→ **Prompt**
The count of lines below that include the string "grain" is the whole answer; write it alone.

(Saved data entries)
----------

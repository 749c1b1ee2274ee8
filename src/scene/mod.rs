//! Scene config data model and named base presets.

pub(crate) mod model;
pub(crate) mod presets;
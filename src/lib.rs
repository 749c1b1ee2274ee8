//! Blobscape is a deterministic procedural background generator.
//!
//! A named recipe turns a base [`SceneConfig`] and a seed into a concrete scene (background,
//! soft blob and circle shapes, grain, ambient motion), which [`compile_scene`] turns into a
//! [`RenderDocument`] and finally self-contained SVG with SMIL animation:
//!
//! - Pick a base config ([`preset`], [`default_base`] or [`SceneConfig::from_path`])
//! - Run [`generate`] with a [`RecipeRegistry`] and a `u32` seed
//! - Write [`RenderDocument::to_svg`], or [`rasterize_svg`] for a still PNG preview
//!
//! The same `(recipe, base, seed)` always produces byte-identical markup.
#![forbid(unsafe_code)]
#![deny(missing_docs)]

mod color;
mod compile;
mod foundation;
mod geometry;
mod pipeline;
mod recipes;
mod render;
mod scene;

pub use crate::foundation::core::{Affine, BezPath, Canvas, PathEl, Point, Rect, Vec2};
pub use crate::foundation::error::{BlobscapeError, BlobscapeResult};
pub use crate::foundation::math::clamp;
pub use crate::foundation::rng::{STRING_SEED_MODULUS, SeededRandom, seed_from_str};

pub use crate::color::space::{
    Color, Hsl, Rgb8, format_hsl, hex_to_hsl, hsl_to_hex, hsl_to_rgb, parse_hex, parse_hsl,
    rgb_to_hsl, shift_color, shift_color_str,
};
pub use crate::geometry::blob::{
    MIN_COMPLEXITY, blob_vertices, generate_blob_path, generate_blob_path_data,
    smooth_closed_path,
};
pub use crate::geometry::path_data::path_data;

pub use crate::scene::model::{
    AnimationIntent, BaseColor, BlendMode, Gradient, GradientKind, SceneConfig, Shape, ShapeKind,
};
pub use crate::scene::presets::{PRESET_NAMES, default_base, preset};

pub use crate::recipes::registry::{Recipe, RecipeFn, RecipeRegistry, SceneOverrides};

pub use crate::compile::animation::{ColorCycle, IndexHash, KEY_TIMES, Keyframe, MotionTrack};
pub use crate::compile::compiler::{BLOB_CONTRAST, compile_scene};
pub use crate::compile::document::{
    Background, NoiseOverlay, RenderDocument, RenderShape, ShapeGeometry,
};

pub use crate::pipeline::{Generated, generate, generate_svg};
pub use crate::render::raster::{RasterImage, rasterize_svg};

----------

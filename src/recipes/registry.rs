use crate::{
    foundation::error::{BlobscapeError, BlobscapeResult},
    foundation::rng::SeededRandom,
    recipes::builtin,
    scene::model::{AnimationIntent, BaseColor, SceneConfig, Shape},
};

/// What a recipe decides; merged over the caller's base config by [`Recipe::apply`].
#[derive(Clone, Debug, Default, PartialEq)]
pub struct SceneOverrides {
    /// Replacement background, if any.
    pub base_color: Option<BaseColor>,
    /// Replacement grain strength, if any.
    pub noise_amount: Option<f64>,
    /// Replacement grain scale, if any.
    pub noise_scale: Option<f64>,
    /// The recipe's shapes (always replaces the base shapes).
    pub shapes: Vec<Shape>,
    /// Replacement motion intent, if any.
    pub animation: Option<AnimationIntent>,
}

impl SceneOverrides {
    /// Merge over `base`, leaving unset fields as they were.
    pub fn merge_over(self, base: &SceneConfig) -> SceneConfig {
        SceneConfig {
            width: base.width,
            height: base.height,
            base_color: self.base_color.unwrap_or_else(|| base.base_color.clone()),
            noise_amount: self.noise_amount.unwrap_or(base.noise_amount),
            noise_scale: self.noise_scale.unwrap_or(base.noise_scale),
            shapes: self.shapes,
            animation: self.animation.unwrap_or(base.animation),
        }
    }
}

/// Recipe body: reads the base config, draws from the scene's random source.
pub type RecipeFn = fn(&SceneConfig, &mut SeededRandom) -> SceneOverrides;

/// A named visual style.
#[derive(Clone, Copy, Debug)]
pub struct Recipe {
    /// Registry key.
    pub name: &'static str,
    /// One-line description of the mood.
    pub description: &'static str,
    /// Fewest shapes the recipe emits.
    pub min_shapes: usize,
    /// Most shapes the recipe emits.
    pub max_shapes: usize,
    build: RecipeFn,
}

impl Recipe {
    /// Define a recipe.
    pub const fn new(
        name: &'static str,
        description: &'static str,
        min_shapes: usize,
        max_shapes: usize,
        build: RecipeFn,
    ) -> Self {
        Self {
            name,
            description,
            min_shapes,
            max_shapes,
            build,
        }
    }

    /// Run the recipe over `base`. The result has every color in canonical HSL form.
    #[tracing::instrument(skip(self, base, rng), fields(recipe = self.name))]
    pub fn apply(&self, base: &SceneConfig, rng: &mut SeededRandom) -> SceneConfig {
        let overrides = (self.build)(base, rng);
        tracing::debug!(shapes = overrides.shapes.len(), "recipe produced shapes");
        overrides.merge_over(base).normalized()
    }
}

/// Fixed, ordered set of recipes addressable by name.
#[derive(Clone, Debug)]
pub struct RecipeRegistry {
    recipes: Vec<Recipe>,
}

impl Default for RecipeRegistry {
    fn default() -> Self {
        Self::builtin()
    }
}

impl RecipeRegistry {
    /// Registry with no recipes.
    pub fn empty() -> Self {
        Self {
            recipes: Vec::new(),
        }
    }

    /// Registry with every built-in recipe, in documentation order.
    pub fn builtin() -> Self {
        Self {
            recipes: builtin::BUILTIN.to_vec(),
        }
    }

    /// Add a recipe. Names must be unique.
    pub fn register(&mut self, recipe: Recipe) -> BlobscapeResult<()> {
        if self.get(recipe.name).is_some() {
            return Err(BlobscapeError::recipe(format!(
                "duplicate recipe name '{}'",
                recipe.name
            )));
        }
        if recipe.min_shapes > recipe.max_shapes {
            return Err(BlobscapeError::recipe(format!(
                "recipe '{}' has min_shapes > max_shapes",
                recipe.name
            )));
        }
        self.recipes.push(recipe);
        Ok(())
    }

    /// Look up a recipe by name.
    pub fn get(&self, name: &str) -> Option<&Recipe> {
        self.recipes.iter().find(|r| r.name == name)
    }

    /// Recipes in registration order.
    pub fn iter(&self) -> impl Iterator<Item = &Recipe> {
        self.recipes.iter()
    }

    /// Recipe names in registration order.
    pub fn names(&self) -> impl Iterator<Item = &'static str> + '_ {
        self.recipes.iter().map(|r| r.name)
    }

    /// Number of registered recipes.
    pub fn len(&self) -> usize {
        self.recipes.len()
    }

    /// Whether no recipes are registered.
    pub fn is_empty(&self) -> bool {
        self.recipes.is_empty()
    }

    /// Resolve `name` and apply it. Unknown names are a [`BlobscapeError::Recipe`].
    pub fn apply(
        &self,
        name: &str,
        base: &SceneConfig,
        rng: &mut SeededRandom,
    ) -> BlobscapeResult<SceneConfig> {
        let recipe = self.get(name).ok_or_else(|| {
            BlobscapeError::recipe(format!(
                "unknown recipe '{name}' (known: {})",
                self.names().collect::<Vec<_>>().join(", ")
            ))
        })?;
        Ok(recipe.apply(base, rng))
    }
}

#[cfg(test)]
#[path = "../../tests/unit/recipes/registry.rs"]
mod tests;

----------

→ **Written reply**
3